For a great many people in Britain, Monday 15 September will dawn and pass like any other Monday. They will go to work or enjoy a day off, walk, talk, laugh, cry and sleep through the anniversary of twenty four hours that changed the course of history and made my freedom to sit typing this piece (and your freedom to read it) not merely a possibility but a reality.
Whole books and innumerable articles have uncovered huge amounts of detail about the conflict that was the Battle of Britain and I will, in no sense, attempt a historical review of events better covered elsewhere. What I will do is offer a small taste of thoughts that have crossed my mind in the many years the battle has remained for me, a fascinating and compelling topic.
That Britain prevailed and the Nazi threat of invasion was withdrawn is well known but what might have happened had we failed and found ourselves occupied?

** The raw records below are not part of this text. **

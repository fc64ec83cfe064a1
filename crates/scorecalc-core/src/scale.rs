//! Raw-to-scaled transforms shared by the ACT and SAT modules.
//!
//! Two shapes exist: a clamped linear map onto a scaled range, and a
//! fixed lookup table indexed by raw score. Neither can fail; every input
//! lands inside the documented output range.

/// Score returned by [`lookup`] when a table has no entries at all.
pub const LOOKUP_FLOOR: u32 = 200;

/// Clamp a raw count into `[0, max_raw]`.
///
/// A non-positive `max_raw` yields 0.
pub fn clamp_raw(raw: i32, max_raw: i32) -> i32 {
    raw.min(max_raw).max(0)
}

/// Map `raw / max_raw` linearly onto `[floor, ceiling]`.
///
/// The proportion is clamped to `[0, 1]` before scaling and the rounded
/// result is clamped again, so out-of-range raw counts behave exactly like
/// the nearest boundary. A `max_raw` of zero or less returns `floor`.
pub fn linear_scale(raw: i32, max_raw: i32, floor: u32, ceiling: u32) -> u32 {
    if max_raw <= 0 {
        return floor;
    }
    let p = (f64::from(raw) / f64::from(max_raw)).clamp(0.0, 1.0);
    let span = f64::from(ceiling) - f64::from(floor);
    let scaled = (f64::from(floor) + p * span).round();
    (scaled as u32).clamp(floor, ceiling)
}

/// Read a module score from `table` at the clamped raw index.
///
/// Falls back to the last entry if the index is past the end, and to
/// [`LOOKUP_FLOOR`] if the table is empty.
pub fn lookup(table: &[u32], raw: i32, max_raw: i32) -> u32 {
    let index = clamp_raw(raw, max_raw) as usize;
    table
        .get(index)
        .or_else(|| table.last())
        .copied()
        .unwrap_or(LOOKUP_FLOOR)
}

/// Round the mean of scaled scores half-up and clamp into `[floor, ceiling]`.
pub fn rounded_mean(scores: &[u32], floor: u32, ceiling: u32) -> u32 {
    if scores.is_empty() {
        return floor;
    }
    let sum: u32 = scores.iter().sum();
    let mean = (f64::from(sum) / scores.len() as f64).round();
    (mean as u32).clamp(floor, ceiling)
}

#[cfg(test)]
mod tests {
    use super::*;

    #[test]
    fn clamp_raw_bounds() {
        assert_eq!(clamp_raw(-5, 40), 0);
        assert_eq!(clamp_raw(17, 40), 17);
        assert_eq!(clamp_raw(99, 40), 40);
        assert_eq!(clamp_raw(3, 0), 0);
        assert_eq!(clamp_raw(3, -2), 0);
    }

    #[test]
    fn linear_scale_endpoints() {
        assert_eq!(linear_scale(0, 50, 1, 36), 1);
        assert_eq!(linear_scale(50, 50, 1, 36), 36);
        assert_eq!(linear_scale(0, 96, 200, 800), 200);
        assert_eq!(linear_scale(96, 96, 200, 800), 800);
    }

    #[test]
    fn linear_scale_rounds_half_up() {
        // 1 + 0.5 * 35 = 18.5
        assert_eq!(linear_scale(18, 36, 1, 36), 19);
        assert_eq!(linear_scale(20, 40, 1, 36), 19);
        // 1 + 0.5 * 35 = 18.5 with an even max too
        assert_eq!(linear_scale(25, 50, 1, 36), 19);
    }

    #[test]
    fn linear_scale_clamps_out_of_range_raw() {
        assert_eq!(linear_scale(-10, 45, 1, 36), 1);
        assert_eq!(linear_scale(1000, 45, 1, 36), 36);
        assert_eq!(linear_scale(i32::MIN, 58, 200, 800), 200);
        assert_eq!(linear_scale(i32::MAX, 58, 200, 800), 800);
    }

    #[test]
    fn linear_scale_non_positive_max_returns_floor() {
        assert_eq!(linear_scale(10, 0, 1, 36), 1);
        assert_eq!(linear_scale(10, -4, 200, 800), 200);
    }

    #[test]
    fn lookup_reads_clamped_index() {
        let table = [100, 150, 200, 260];
        assert_eq!(lookup(&table, 0, 3), 100);
        assert_eq!(lookup(&table, 2, 3), 200);
        assert_eq!(lookup(&table, -1, 3), 100);
        assert_eq!(lookup(&table, 50, 3), 260);
    }

    #[test]
    fn lookup_falls_back_to_last_entry() {
        // max_raw larger than the table: index past the end
        let table = [100, 150];
        assert_eq!(lookup(&table, 5, 10), 150);
    }

    #[test]
    fn lookup_empty_table_returns_floor() {
        assert_eq!(lookup(&[], 5, 10), LOOKUP_FLOOR);
    }

    #[test]
    fn rounded_mean_half_up() {
        assert_eq!(rounded_mean(&[18, 19, 19], 1, 36), 19);
        assert_eq!(rounded_mean(&[19, 20], 1, 36), 20);
        assert_eq!(rounded_mean(&[], 1, 36), 1);
    }
}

A successful invasion of Britain would, in essence, have enabled Germany to secure the Western arm of its military ambition and release resources for use in the East. The drive on Moscow was eventually halted, amid bitter fighting, only some nineteen short miles from the Russian capital. It is not unreasonable to conjecture that those additional troops and aircraft, released from the Western Front, would have tipped the balance in the East at what was, a critical time. The capture of Moscow and the associated political collapse of Russia would have done much to enable Hitler to consolidate the Eastern Front. The net effect at both ends of Europe would have been the likelihood of the war extending beyond 1945, by some years.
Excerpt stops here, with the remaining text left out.